Interpretation of Base Value and Predicted Value in SHAP Plots #352

ShubhamRathi · 2018-12-10T18:21:23Z

I've been trying to understand the SHAP tool and have been puzzled with two terms: base value and the predicted value.
The documentation vaguely mentions what the base value is. The documentation says the base value is 'the average model output over the training dataset we passed'. For a classification problem such as this one, I don't understand the notion of base value or the predicted value since prediction of a classifier is discreet categorization.
In this example which shows shap on a classification task on the IRIS dataset, the diagram plots the base value (0.325) and the predicted value (0.00)

In the original paper, base value (E(f(z)) is the value that would be predicted if we did not know any features to the current output
What does this mean especially for a classification problem such as the one in the example?

This is a general doubt for many. This forum has an ongoing discussion about this. Clarity on this shall benefit many.

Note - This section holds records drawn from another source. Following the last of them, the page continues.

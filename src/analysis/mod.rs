//! Analysis Pipeline
//!
//! Orchestrates the two analysis paths over a normalized ticket set: the
//! AI path (prompt → completion → free-text parsing) and the deterministic
//! basic detector. An upstream failure on the completion call is caught
//! exactly once and recovered by falling back to the basic detector — AI
//! unavailability never prevents a user from getting a report.

pub mod aggregate;
pub mod detector;
pub mod parser;

pub use aggregate::{
    ActivityRole, MergedTicket, TimelineEntry, build_timeline, merge_role_buckets, open_tickets,
    sort_by_opened,
};
pub use detector::{detect_missing_gaps, detect_patterns};
pub use parser::{parse_gap_response, parse_pattern_response};

use tracing::{info, warn};

use crate::ai::{SharedProvider, prompt};
use crate::types::{CanonicalTicket, KbArticle, KnowledgeGap, RecurringPattern};

/// Pattern analysis result with provenance
#[derive(Debug, Clone)]
pub struct PatternAnalysis {
    pub patterns: Vec<RecurringPattern>,
    /// True when the deterministic detector produced the result, either by
    /// request or after a failed completion call
    pub used_fallback: bool,
    pub ai_model: Option<String>,
}

/// Gap analysis result with provenance
#[derive(Debug, Clone)]
pub struct GapAnalysis {
    pub gaps: Vec<KnowledgeGap>,
    pub used_fallback: bool,
    pub ai_model: Option<String>,
}

/// Detect recurring patterns, preferring the AI path when a provider is
/// supplied and falling back to the basic detector on upstream failure.
pub async fn run_pattern_analysis(
    provider: Option<&SharedProvider>,
    tickets: &[CanonicalTicket],
    min_occurrences: usize,
) -> PatternAnalysis {
    if tickets.is_empty() {
        warn!("No tickets to analyze; returning empty pattern set");
        return PatternAnalysis {
            patterns: Vec::new(),
            used_fallback: true,
            ai_model: None,
        };
    }

    if let Some(provider) = provider {
        match provider
            .complete(&prompt::pattern_prompt(tickets, min_occurrences))
            .await
        {
            Ok(response) => {
                let patterns = parse_pattern_response(&response, tickets);
                info!(
                    "AI pattern analysis produced {} patterns via {}",
                    patterns.len(),
                    provider.name()
                );
                return PatternAnalysis {
                    patterns,
                    used_fallback: false,
                    ai_model: Some(provider.model().to_string()),
                };
            }
            Err(e) => {
                warn!("Completion call failed, using basic detection: {e}");
            }
        }
    }

    let patterns = detect_patterns(tickets, min_occurrences);
    info!("Basic detection produced {} patterns", patterns.len());
    PatternAnalysis {
        patterns,
        used_fallback: true,
        ai_model: None,
    }
}

/// Detect knowledge gaps, preferring the AI path when a provider is
/// supplied. The deterministic fallback covers Missing gaps only.
pub async fn run_gap_analysis(
    provider: Option<&SharedProvider>,
    tickets: &[CanonicalTicket],
    articles: &[KbArticle],
    min_occurrences: usize,
) -> GapAnalysis {
    if tickets.is_empty() {
        warn!("No tickets to analyze; returning empty gap set");
        return GapAnalysis {
            gaps: Vec::new(),
            used_fallback: true,
            ai_model: None,
        };
    }

    if let Some(provider) = provider {
        match provider.complete(&prompt::gap_prompt(tickets, articles)).await {
            Ok(response) => {
                let gaps = parse_gap_response(&response, tickets);
                info!(
                    "AI gap analysis produced {} gaps via {}",
                    gaps.len(),
                    provider.name()
                );
                return GapAnalysis {
                    gaps,
                    used_fallback: false,
                    ai_model: Some(provider.model().to_string()),
                };
            }
            Err(e) => {
                warn!("Completion call failed, using basic detection: {e}");
            }
        }
    }

    let gaps = detect_missing_gaps(tickets, articles, min_occurrences);
    info!("Basic detection produced {} missing gaps", gaps.len());
    GapAnalysis {
        gaps,
        used_fallback: true,
        ai_model: None,
    }
}

/// Summarize a ticket set, falling back to a deterministic rendering when
/// AI is skipped or the completion call fails.
pub async fn run_summary(
    provider: Option<&SharedProvider>,
    subject: &str,
    tickets: &[CanonicalTicket],
) -> (String, bool) {
    if let Some(provider) = provider {
        match provider
            .complete(&prompt::summary_prompt(subject, tickets))
            .await
        {
            Ok(summary) => return (summary, false),
            Err(e) => {
                warn!("Completion call failed, using basic summary: {e}");
            }
        }
    }
    (basic_summary(subject, tickets), true)
}

/// Deterministic summary: counts, open items, and the busiest categories
fn basic_summary(subject: &str, tickets: &[CanonicalTicket]) -> String {
    let open = open_tickets(tickets);
    let patterns = detect_patterns(tickets, 2);

    let mut summary = format!(
        "{} tickets for {} ({} open).",
        tickets.len(),
        subject,
        open.len()
    );
    if let Some(top) = patterns.first() {
        summary.push_str(&format!(
            " Most frequent recurring issue: {} ({} occurrences).",
            top.label, top.occurrence_count
        ));
    }
    summary
}

#[cfg(test)]
mod tests {
    use super::*;
    use crate::ai::{CompletionProvider, ProviderConfig};
    use crate::types::{Result, TicketError, UpstreamError};
    use async_trait::async_trait;
    use std::sync::Arc;

    struct ScriptedProvider {
        response: std::result::Result<String, ()>,
    }

    #[async_trait]
    impl CompletionProvider for ScriptedProvider {
        async fn complete(&self, _prompt: &str) -> Result<String> {
            match &self.response {
                Ok(text) => Ok(text.clone()),
                Err(()) => Err(TicketError::Upstream(UpstreamError::from_http_status(
                    503,
                    "down for maintenance",
                    "scripted",
                ))),
            }
        }

        fn name(&self) -> &str {
            "scripted"
        }

        fn model(&self) -> &str {
            "scripted-1"
        }

        async fn health_check(&self) -> Result<bool> {
            Ok(true)
        }
    }

    fn tickets() -> Vec<CanonicalTicket> {
        (0..4)
            .map(|i| CanonicalTicket {
                number: format!("INC001000{i}"),
                category: "Network".to_string(),
                subcategory: "VPN".to_string(),
                short_description: format!("VPN issue number {i}"),
                state: "Open".to_string(),
                ..Default::default()
            })
            .collect()
    }

    #[tokio::test]
    async fn test_ai_path_used_when_available() {
        let provider: SharedProvider = Arc::new(ScriptedProvider {
            response: Ok("### Pattern 1: VPN certificate expiry\nTickets: INC0010000, INC0010001\nRenew the certs.".to_string()),
        });
        let analysis = run_pattern_analysis(Some(&provider), &tickets(), 2).await;
        assert!(!analysis.used_fallback);
        assert_eq!(analysis.ai_model.as_deref(), Some("scripted-1"));
        assert_eq!(analysis.patterns[0].label, "VPN certificate expiry");
    }

    #[tokio::test]
    async fn test_upstream_failure_falls_back_to_basic_detection() {
        let provider: SharedProvider = Arc::new(ScriptedProvider { response: Err(()) });
        let analysis = run_pattern_analysis(Some(&provider), &tickets(), 2).await;
        // The failure is caught once and recovered; a report still comes back
        assert!(analysis.used_fallback);
        assert!(analysis.ai_model.is_none());
        assert_eq!(analysis.patterns[0].label, "Category: Network > VPN");
    }

    #[tokio::test]
    async fn test_no_provider_uses_basic_detection() {
        let analysis = run_pattern_analysis(None, &tickets(), 2).await;
        assert!(analysis.used_fallback);
        assert!(!analysis.patterns.is_empty());
    }

    #[tokio::test]
    async fn test_empty_ticket_set_is_not_an_error() {
        let analysis = run_pattern_analysis(None, &[], 2).await;
        assert!(analysis.patterns.is_empty());

        let gaps = run_gap_analysis(None, &[], &[], 2).await;
        assert!(gaps.gaps.is_empty());
    }

    #[tokio::test]
    async fn test_gap_fallback_covers_missing_only() {
        let provider: SharedProvider = Arc::new(ScriptedProvider { response: Err(()) });
        let analysis = run_gap_analysis(Some(&provider), &tickets(), &[], 2).await;
        assert!(analysis.used_fallback);
        assert!(
            analysis
                .gaps
                .iter()
                .all(|g| g.gap_type == crate::types::GapType::Missing)
        );
    }

    #[tokio::test]
    async fn test_summary_fallback() {
        let (summary, fallback) = run_summary(None, "web-prod-01", &tickets()).await;
        assert!(fallback);
        assert!(summary.contains("4 tickets for web-prod-01"));
        assert!(summary.contains("4 open"));
    }

    #[test]
    fn test_provider_config_default_is_openai() {
        assert_eq!(ProviderConfig::default().provider, "openai");
    }
}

jphall663 · 2018-12-10T18:42:41Z

I believe base value is, as you say, "the value that would be predicted if we did not know any features [for] the current output" - which is just the mean prediction, or mean(yhat) = sum(yhat_i)/N for all rows x_i.

Each individual Shapley value, phi_ij for some feature j and some row x_i, is interpreted as follows: the feature value x_ij contributed phi_ij towards the prediction, yhat_i, for instance x_i compared to the average prediction for the dataset, i.e. mean(yhat).

Now, you may be wondering why these values are larger than expected for binary targets or not in probability units. By default for binary classification the Shapley values are displayed in the logit space such that: logistic(sum(phi_ij) + mean(yhat)) = probability_i, for all non-missing features j and row x_i.

See discussion here for more info: #350

Also, aside from academic literature I found these two resources very helpful in explaining/understanding Shapley values:
https://christophm.github.io/interpretable-ml-book/shapley.html
https://medium.com/@gabrieltseng/interpreting-complex-models-with-shap-values-1c187db6ec83

ShubhamRathi · 2018-12-11T09:28:30Z

So if I understand this correctly. The predicted value should be the predicted probability of belonging to the correct class while the base value should be the proportion of samples belonging to that class.

Which is in the example discussed in the notebook, 0.325 should be the mean probability of the corresponding class. Upon investigation, I have found out that the data point passed in the plot (0th point of the test) is of class 2. Class 2 has 44 samples. Thus, the mean probability comes to 0.36

Interestingly, the 0th class has 39 samples and thus its mean probability is 39/120 = 0.325!
This makes me think, is the shap tool displaying the prediction for the 0th data point but is instead showing the base value for the wrong class? If it is, then its a flaw in the shap tool. It should show the base value for the 2nd class but is instead showing it for the 0th class. Is this the case?

Here is my notebook which has this analysis.

jphall663 · 2018-12-11T12:43:59Z

Sorry, I'm not the right person to give an informed explanation on the multinomial case.

It does look like the examples you are referring to are probably using Kernel Shap, which is based on LIME. In case you (or others) have not seen Kernel Shap, it is described here: https://arxiv.org/pdf/1705.07874.pdf, starting pg. 5.

ShubhamRathi · 2018-12-11T16:16:47Z

Thanks @jphall663 . I shall read up but I guess this doubt is distinct from the working of Shap Kernel.
@slundberg Please do let us know what the case is with multinomial classification.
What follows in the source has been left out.